In my Kubernetes cluster I have a namespace called *dmz* - anything in this namespace is potentially exposed to the Internet via my Argo Tunnel. For a more complex application, the only component that would be deployed in the dmz would be a simple proxy (a bastion host, well, container, I guess) that routes traffic to the backend applications in their own namespace. This static site is so simple though, the HTTPD server itself just sits in the DMZ.
Don't forget to make sure your pod labels match the selector labels here. In my DMZ namespace I have a (personal) guideline that I label everything with `app` to identify the service, and `site` to identify the public site it's associated with (if it wasn't associated with a public site, it wouldn't be in the DMZ, after all.) You'll see I use the same labels later to identify the Service description, and also to configure the tunnel that exposes that service to the Internet.
Because I'm using a private registry to host my images, I need to tell Kubernetes how to log in. The login credentials are stored in a Kubernetes secret, `gitlab-private-registry`, which I reference in any deployment description that needs to pull from that registry, with the *imagePullSecrets* key.

The Deployment descriptor isn't quite enough though, I also need to define the Service - that is, to expose the container port that Apache is listening on to the internal Kubernetes network, so the Ingress can talk to it.

This I can do with the following service description:

apiVersion: v1
kind: Service
metadata:
  name: snowgoons-dmz
  namespace: dmz
spec:
  selector:
    app: httpd
    site: snowgoons
  ports:
  - name: http
    protocol: "TCP"
    port: 80
    targetPort: 80
  type: ClusterIP

Note that I'm not worrying about SSL/TLS at all here.
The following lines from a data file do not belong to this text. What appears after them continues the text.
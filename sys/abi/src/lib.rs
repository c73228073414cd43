// This Source Code Form is subject to the terms of the Mozilla Public
// License, v. 2.0. If a copy of the MPL was not distributed with this
// file, You can obtain one at https://mozilla.org/MPL/2.0/.

//! Wire and ABI definitions shared between the conversion kernel, the host
//! link, and (by convention) the companion application on the other end of
//! the serial link.
//!
//! Everything in here is part of the externally visible contract: numeric
//! values of enums are sent over the wire as single bytes and must not be
//! renumbered.

#![no_std]

use num_derive::FromPrimitive;
use static_assertions::const_assert;

/// One ADC/DAC code. The converters are 12 bits wide, so only the bottom 12
/// bits are meaningful.
pub type Sample = u16;

/// Converter code for zero signal level; the hardware idles here.
pub const MID_SCALE: Sample = 2048;

/// Largest value a 12-bit converter can produce.
pub const MAX_SAMPLE_VALUE: Sample = 4095;

/// Hard upper bound on the number of samples in any exchange, counting both
/// halves.
pub const MAX_SAMPLE_BUFFER_SIZE: usize = 8192;

/// Same bound, in bytes.
pub const MAX_SAMPLE_BUFFER_BYTESIZE: usize =
    MAX_SAMPLE_BUFFER_SIZE * core::mem::size_of::<Sample>();

/// Size of the staging area that receives uploaded algorithm images.
pub const MAX_ELF_FILE_SIZE: usize = 16 * 1024;

/// Number of error codes that can be pending before new ones are dropped.
pub const ERROR_QUEUE_DEPTH: usize = 8;

/// Largest block sent by a chunked buffer read before waiting for the host
/// to acknowledge it.
pub const READ_CHUNK_SIZE: usize = 512;

/// Parameter byte that turns the sample-rate command into a query.
pub const RATE_QUERY: u8 = 0xFF;

/// Length of the identifier string returned by [`Command::ReadIdentifier`].
pub const IDENTIFIER_LEN: usize = 7;

/// Auxiliary analog inputs an algorithm can read while it runs.
pub const ALT_INPUT_COUNT: usize = 2;

const_assert!(MAX_SAMPLE_BUFFER_SIZE % 2 == 0);
const_assert!(MAX_SAMPLE_BUFFER_SIZE <= u16::MAX as usize * 2);
const_assert!(MAX_ELF_FILE_SIZE <= u16::MAX as usize + 1);

/// Error codes reported to the host through the status command.
///
/// These are queued, one-shot signals rather than persistent fault states:
/// once the host has read one, it is gone.
#[derive(Copy, Clone, Debug, Default, Eq, PartialEq, FromPrimitive)]
#[repr(u8)]
pub enum Error {
    /// Sentinel returned when no error is pending.
    #[default]
    None = 0,
    /// A command parameter was out of range.
    BadParam = 1,
    /// A command's parameter bytes did not arrive.
    BadParamSize = 2,
    /// An uploaded algorithm image could not be loaded.
    BadUserCodeLoad = 3,
    /// An uploaded algorithm image is too large for the staging area.
    BadUserCodeSize = 4,
    /// The command requires conversion to be stopped.
    NotIdle = 5,
    /// Conversion was aborted by an overrun or by a fault in the algorithm.
    ConversionAborted = 6,
    /// The command requires conversion to be running.
    NotRunning = 7,
}

impl From<Error> for u8 {
    fn from(e: Error) -> Self {
        e as u8
    }
}

/// Conversion state, as reported in the first byte of a status reply.
#[derive(Copy, Clone, Debug, Default, Eq, PartialEq, FromPrimitive)]
#[repr(u8)]
pub enum RunStatus {
    #[default]
    Idle = 0,
    Running = 1,
}

impl From<RunStatus> for u8 {
    fn from(s: RunStatus) -> Self {
        s as u8
    }
}

/// Single-byte host commands.
///
/// Handlers read any additional parameter bytes themselves, so the command
/// byte is the only framing the protocol has.
#[derive(Copy, Clone, Debug, Eq, PartialEq, FromPrimitive)]
#[repr(u8)]
pub enum Command {
    WriteInputBuffer = b'A',
    SetBufferSize = b'B',
    UpdateGenerator = b'D',
    LoadAlgorithm = b'E',
    ReadStatus = b'I',
    StartMeasurement = b'M',
    StartConversion = b'R',
    StopConversion = b'S',
    StartGenerator = b'W',
    ReadInputBuffer = b'a',
    ReadOutputBuffer = b'd',
    UnloadAlgorithm = b'e',
    ReadIdentifier = b'i',
    ReadExecTime = b'm',
    SampleRate = b'r',
    ReadConversionResults = b's',
    ReadConversionInput = b't',
    StopGenerator = b'w',
}

impl Command {
    /// Decodes a command byte, returning `None` for bytes that don't name a
    /// command.
    pub fn from_byte(b: u8) -> Option<Self> {
        num_traits::FromPrimitive::from_u8(b)
    }
}

/// System calls available to the runner, by the number passed in r11. An
/// argument, if any, goes in r0, and the result comes back there.
///
/// Algorithms may make `Cycles` and `ReadAlt` calls themselves. `Wait` is
/// for the runner's own loop.
#[derive(Copy, Clone, Debug, Eq, PartialEq, FromPrimitive)]
#[repr(u32)]
pub enum Sysnum {
    /// Blocks until the next message and returns its tag.
    Wait = 0,
    /// Returns the cycle counter.
    Cycles = 1,
    /// Returns a reading of auxiliary input r0, or zero if there's no such
    /// input.
    ReadAlt = 2,
}

impl Sysnum {
    pub fn from_u32(n: u32) -> Option<Self> {
        num_traits::FromPrimitive::from_u32(n)
    }
}

/// Preset sample rates, indexed the way the host selects them.
#[derive(Copy, Clone, Debug, Default, Eq, PartialEq, FromPrimitive)]
#[repr(u8)]
pub enum Rate {
    R8K = 0,
    R16K = 1,
    R20K = 2,
    #[default]
    R32K = 3,
    R48K = 4,
    R96K = 5,
}

impl Rate {
    /// Number of presets; boards supply one timer divider per preset.
    pub const COUNT: usize = 6;

    pub const ALL: [Rate; Self::COUNT] = [
        Rate::R8K,
        Rate::R16K,
        Rate::R20K,
        Rate::R32K,
        Rate::R48K,
        Rate::R96K,
    ];

    /// Looks up a preset by its wire index.
    pub fn from_index(index: u8) -> Option<Self> {
        num_traits::FromPrimitive::from_u8(index)
    }

    pub fn index(self) -> u8 {
        self as u8
    }

    /// Nominal sample rate in Hertz.
    pub fn hz(self) -> u32 {
        match self {
            Rate::R8K => 8_000,
            Rate::R16K => 16_000,
            Rate::R20K => 20_000,
            Rate::R32K => 32_000,
            Rate::R48K => 48_000,
            Rate::R96K => 96_000,
        }
    }
}

#[cfg(test)]
mod tests {
    use super::*;
    use num_traits::FromPrimitive;

    #[test]
    fn error_codes_are_stable() {
        assert_eq!(u8::from(Error::None), 0);
        assert_eq!(u8::from(Error::BadUserCodeLoad), 3);
        assert_eq!(u8::from(Error::ConversionAborted), 6);
        assert_eq!(u8::from(Error::NotRunning), 7);
        assert_eq!(Error::from_u8(5), Some(Error::NotIdle));
        assert_eq!(Error::from_u8(8), None);
    }

    #[test]
    fn commands_decode() {
        assert_eq!(Command::from_byte(b'B'), Some(Command::SetBufferSize));
        assert_eq!(
            Command::from_byte(b's'),
            Some(Command::ReadConversionResults)
        );
        assert_eq!(Command::from_byte(b'u'), None);
        assert_eq!(Command::from_byte(0), None);
    }

    #[test]
    fn sysnums_are_stable() {
        assert_eq!(Sysnum::from_u32(0), Some(Sysnum::Wait));
        assert_eq!(Sysnum::from_u32(1), Some(Sysnum::Cycles));
        assert_eq!(Sysnum::from_u32(2), Some(Sysnum::ReadAlt));
        assert_eq!(Sysnum::from_u32(3), None);
    }

    #[test]
    fn rate_indices() {
        for (i, rate) in Rate::ALL.iter().enumerate() {
            assert_eq!(usize::from(rate.index()), i);
            assert_eq!(Rate::from_index(i as u8), Some(*rate));
        }
        assert_eq!(Rate::from_index(6), None);
        assert_eq!(Rate::from_index(RATE_QUERY), None);
        assert_eq!(Rate::default().hz(), 32_000);
    }
}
Internally, I don't need to worry about it (I'm just throwing non-personal data around my own network, so security is not really an issue,) and externally the Argo Tunnel from Cloudflare will completely automate the creation and management of SSL certificates for the site once it's deployed.

The Kubernetes Ingress

So, the final piece of the Kubernetes puzzle is the *Ingress* - that is, the component that will route traffic from the public Internet to my service.

If you are using a Cloud Provider for your Kubernetes, the Ingress specification will tell your provider to instantiate some kind of public load-balancer - on Amazon's Elastic Kubernetes Service[9], for example, it will automatically create an Elastic Load Balancer (ELB) instance that routes traffic to your service.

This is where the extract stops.